INPUT DATA:
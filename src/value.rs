//! The tree model seen by the transform.
//!
//! Two layers live here:
//!
//! - [`Tree`] — the seam through which any host value model is presented to the
//!   core. A tree handle classifies itself as either a mapping (yielding
//!   `(key, child)` pairs) or a leaf. Children are handles of the same type,
//!   so a bare mapping root goes through [`crate::Unnest`] instead. The core
//!   never looks inside a leaf.
//! - [`Value`] — a native tagged tree with an opaque, generic leaf type, for
//!   callers that do not already have a host model.
//!
//! # Implementing for a host model
//!
//! ```rust,ignore
//! use hash_unnest::value::{Node, Tree};
//!
//! impl<'a> Tree for &'a MyDoc {
//!     type Key = &'a str;
//!     type Leaf = &'a MyScalar;
//!     type Entries = MyDocEntries<'a>;
//!
//!     fn classify(self) -> Node<Self::Entries, Self::Leaf> {
//!         match self {
//!             MyDoc::Object(fields) => Node::Mapping(MyDocEntries::new(fields)),
//!             MyDoc::Scalar(s) => Node::Leaf(s),
//!         }
//!     }
//! }
//! // `hash_unnest::unnest(&doc)` now works without converting `doc`.
//! ```

use alloc::string::String;

use hashbrown::HashMap;

/// An unordered mapping node: unique string keys to child values.
pub type Mapping<L> = HashMap<String, Value<L>>;

/// What a [`Tree`] handle turned out to be.
#[derive(Debug, Clone, PartialEq, Eq)]
pub enum Node<E, L> {
    /// A mapping node; `E` iterates its `(key, child)` pairs.
    Mapping(E),
    /// A leaf node carrying the opaque leaf handle.
    Leaf(L),
}

/// A handle onto one node of a host tree.
///
/// Handles are consumed by [`Tree::classify`], so implementations are usually
/// on references (`&'a Value<L>`) or on cheap ref-counted handles.
pub trait Tree: Sized {
    /// Mapping key as yielded by [`Tree::Entries`].
    type Key: AsRef<str>;
    /// Leaf handle carried into the output unchanged.
    type Leaf;
    /// Iterator over the `(key, child)` pairs of a mapping node.
    type Entries: Iterator<Item = (Self::Key, Self)>;

    /// Decide whether this node is a mapping or a leaf.
    fn classify(self) -> Node<Self::Entries, Self::Leaf>;
}

/// A nested key-value tree with opaque leaves.
#[derive(Debug, Clone, PartialEq, Eq)]
#[cfg_attr(feature = "serde", derive(serde::Serialize, serde::Deserialize))]
#[cfg_attr(feature = "serde", serde(untagged))]
pub enum Value<L> {
    /// A nested mapping.
    Mapping(Mapping<L>),
    /// Any non-mapping value.
    Leaf(L),
}

impl<L> Value<L> {
    /// An empty mapping.
    pub fn empty() -> Self {
        Self::Mapping(Mapping::new())
    }

    /// `true` for the `Mapping` variant.
    pub fn is_mapping(&self) -> bool {
        matches!(self, Self::Mapping(_))
    }

    /// The mapping, if this is one.
    pub fn as_mapping(&self) -> Option<&Mapping<L>> {
        match self {
            Self::Mapping(m) => Some(m),
            Self::Leaf(_) => None,
        }
    }

    /// The leaf, if this is one.
    pub fn as_leaf(&self) -> Option<&L> {
        match self {
            Self::Leaf(l) => Some(l),
            Self::Mapping(_) => None,
        }
    }
}

impl<L> Default for Value<L> {
    fn default() -> Self {
        Self::empty()
    }
}

impl<L> From<Mapping<L>> for Value<L> {
    fn from(mapping: Mapping<L>) -> Self {
        Self::Mapping(mapping)
    }
}

impl<L, K: Into<String>> FromIterator<(K, Value<L>)> for Value<L> {
    fn from_iter<I: IntoIterator<Item = (K, Value<L>)>>(iter: I) -> Self {
        Self::Mapping(iter.into_iter().map(|(k, v)| (k.into(), v)).collect())
    }
}

// ─── Tree impls for the native model ────────────────────────────────────────

/// Borrowing iterator over a [`Mapping`]'s entries.
#[derive(Clone)]
pub struct MappingEntries<'a, L> {
    inner: hashbrown::hash_map::Iter<'a, String, Value<L>>,
}

impl<'a, L> MappingEntries<'a, L> {
    pub(crate) fn new(mapping: &'a Mapping<L>) -> Self {
        Self {
            inner: mapping.iter(),
        }
    }
}

impl<'a, L> Iterator for MappingEntries<'a, L> {
    type Item = (&'a str, &'a Value<L>);

    fn next(&mut self) -> Option<Self::Item> {
        self.inner.next().map(|(k, v)| (k.as_str(), v))
    }

    fn size_hint(&self) -> (usize, Option<usize>) {
        self.inner.size_hint()
    }
}

impl<'a, L> Tree for &'a Value<L> {
    type Key = &'a str;
    type Leaf = &'a L;
    type Entries = MappingEntries<'a, L>;

    fn classify(self) -> Node<Self::Entries, Self::Leaf> {
        match self {
            Value::Mapping(m) => Node::Mapping(MappingEntries::new(m)),
            Value::Leaf(l) => Node::Leaf(l),
        }
    }
}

WHAT YOU ARE ASKED TO DO:
Up to and including the line containing "inside a leaf.", please write out the listing exactly, starting from its first line.

YOUR RESPONSE:
filename src/value.rs
//! The tree model seen by the transform.
//!
//! Two layers live here:
//!
//! - [`Tree`] — the seam through which any host value model is presented to the
//!   core. A tree handle classifies itself as either a mapping (yielding
//!   `(key, child)` pairs) or a leaf. Children are handles of the same type,
//!   so a bare mapping root goes through [`crate::Unnest`] instead. The core
//!   never looks inside a leaf.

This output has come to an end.